TechCrunch Launches CrunchGov, a Tech Policy Platform
An anonymous reader writes "TechCrunch has launched a project called CrunchGov, which aims to bring educated people together to work on tech-related government policy. 'It includes a political leaderboard that grades politicians based on how they vote on tech issues, a light legislative database of technology policy, and a public markup utility for crowdsourcing the best ideas on pending legislation.' They give politicians scores based on how their votes align with consensus on policy in the tech industry. 'A trial run of the public markup utility in Congress has already proven successful. When Rep. Issa opened his own alternative to SOPA for public markup, Project Madison participants came in droves with surprisingly specific legal suggestions. For instance, one savvy user noticed that current piracy legislation could mistakenly leave a person who owns a domain name legally responsible for the actions of the website administrator (the equivalent of holding a landlord responsible if his tenant was growing pot in the backyard). The suggestion was included in the updated bill before Congress, representing perhaps the first time that the public, en masse, could have a realistic shot at contributing to federal law purely based on the merit of their ideas.'"

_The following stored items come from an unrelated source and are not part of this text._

//! Candidate image generation: resize, center-crop, optional offset paste.

use super::calculations::{center_crop_rect, paste_position, proportional_height};
use crate::config::Grid;
use crate::types::TransformCandidate;
use image::{Rgba, RgbaImage, imageops};

/// Padding color used when no background has been detected.
pub const BLACK: Rgba<u8> = Rgba([0, 0, 0, 255]);

/// Produce the candidate image for `candidate`.
///
/// 1. Resize so the width equals `candidate.scale`, keeping the aspect ratio.
///    `imageops::thumbnail` is an area-averaging filter: each source pixel
///    lands in exactly one output pixel, so results are reproducible.
/// 2. Center-crop to the grid's target size.
/// 3. Unless the crop already fills the target with no offset, paste it onto
///    a fresh target-sized canvas filled with `background`, centered and
///    shifted by the candidate's offsets. Pixels are replaced, not blended.
///
/// The returned image is always exactly `grid.target()` in size.
pub fn mutate(
    image: &RgbaImage,
    candidate: &TransformCandidate,
    background: Option<Rgba<u8>>,
    grid: &Grid,
) -> RgbaImage {
    let background = background.unwrap_or(BLACK);
    let target = grid.target();

    if image.width() == 0 || image.height() == 0 {
        return RgbaImage::from_pixel(target.0, target.1, background);
    }

    let height = proportional_height(image.dimensions(), candidate.scale);
    let resized = imageops::thumbnail(image, candidate.scale, height);

    let rect = center_crop_rect(resized.dimensions(), target);
    let cropped = if (rect.width, rect.height) == resized.dimensions() {
        resized
    } else {
        imageops::crop_imm(&resized, rect.x, rect.y, rect.width, rect.height).to_image()
    };

    if cropped.dimensions() == target && !candidate.has_offset() {
        return cropped;
    }

    let mut canvas = RgbaImage::from_pixel(target.0, target.1, background);
    let (x, y) = paste_position(
        cropped.dimensions(),
        target,
        (candidate.x_offset, candidate.y_offset),
    );
    imageops::replace(&mut canvas, &cropped, x, y);
    canvas
}
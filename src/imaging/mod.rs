//! Image I/O and candidate generation.
//!
//! | Operation | Crate / function |
//! |---|---|
//! | **Decode** | `image::ImageReader`, normalized to RGBA8 |
//! | **Encode** | `DynamicImage::save_with_format` |
//! | **Resize** | `image::imageops::thumbnail` (area averaging) |
//! | **Crop / paste** | `imageops::crop_imm` + `imageops::replace` |
//!
//! The module is split into:
//! - **Calculations**: Pure functions for crop and paste geometry (unit testable)
//! - **Backend**: [`ImageBackend`] trait + [`RustBackend`]
//! - **Mutate**: the resize → crop → paste transform behind every candidate

pub mod backend;
mod calculations;
pub mod mutate;
pub mod rust_backend;

pub use backend::{BackendError, ImageBackend};
pub use calculations::{Rect, center_crop_rect, paste_position, proportional_height};
pub use mutate::{BLACK, mutate};
pub use rust_backend::{RustBackend, can_encode};
//! # crop-search
//!
//! Finds the resize + crop of an image that loses the least detail when it has
//! to be squeezed onto a fixed canvas (256×192 by default).
//!
//! # Architecture
//!
//! ```text
//! source ──► detect_background ──┐
//!    │                           ▼
//!    └──► candidates ──► mutate ──► rate ──► Ranking ──► export
//!         (scale, xoff, yoff)        (cells)   best N / worst
//! ```
//!
//! Every candidate is a `(scale, x_offset, y_offset)` triple. The source is
//! resized to `scale` pixels wide, center-cropped to the canvas, and, when an
//! offset is set, shifted on a canvas padded with the image's dominant color.
//! The result is scored cell by cell: in each 8×8 cell the two most frequent
//! colors are free and every other pixel counts as lost detail.
//!
//! # Module Map
//!
//! | Module | Role |
//! |--------|------|
//! | [`rating`] | Color histograms, background detection, cell and mask scoring |
//! | [`imaging`] | Decode/encode backend and the resize → crop → paste transform |
//! | [`search`] | Candidate enumeration and the parallel rating sweep |
//! | [`select`] | Ascending ranking, best-N and worst selection |
//! | [`export`] | Re-rendering selections and naming output files |
//! | [`run`] | The full pipeline the CLI drives |
//! | [`config`] | Grid geometry and processing settings from `config.toml` |
//! | [`output`] | CLI output formatting |
//! | [`types`] | `TransformCandidate` and `MutationResult` |
//!
//! # Design Decisions
//!
//! ## Deterministic Histogram Ranking
//!
//! Colors with equal counts are ordered by where they first appear in the
//! scanned region, never by hash order. The background color and the two
//! "free" colors of each cell are therefore stable across runs, and so are the
//! ratings.
//!
//! ## Exhaustive Search
//!
//! Nothing is pruned. Rating a candidate costs one pass over 256×192 pixels,
//! so even a wide scale range with all 64 offsets finishes quickly on a rayon
//! pool. The enumeration itself is lazy ([`search::candidates`]).
//!
//! ## Worst Is Second-Highest
//!
//! The single "worst" export is the second-highest rated candidate, not the
//! maximum. Output file sets depend on it, so it stays.

pub mod config;
pub mod export;
pub mod imaging;
pub mod output;
pub mod rating;
pub mod run;
pub mod search;
pub mod select;
pub mod types;

#[cfg(test)]
pub(crate) mod test_helpers;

For example, when "They give politicians scores based on how their votes align with consensus on policy in the tech industry.", are they going to grade them up or down for wanting to increase visas?
Sheesh, evil *and* a jerk. -- Jade
It will be good until they start grading politicians. The problem is that not all interests in tech will be the same interests as the person grading them. It will become just another ideological ranting before it's done. We have a lot of them already.
What we need is not a grading system but a way to see the history of a politician's votes and any claimed reasoning for it. For instance, I'm for spending money on STEM programs but I wouldn't vote for a bill doing it if it meant funding abortions with tax money or raising taxes. There are other things that someone might find they cannot digest in a bill.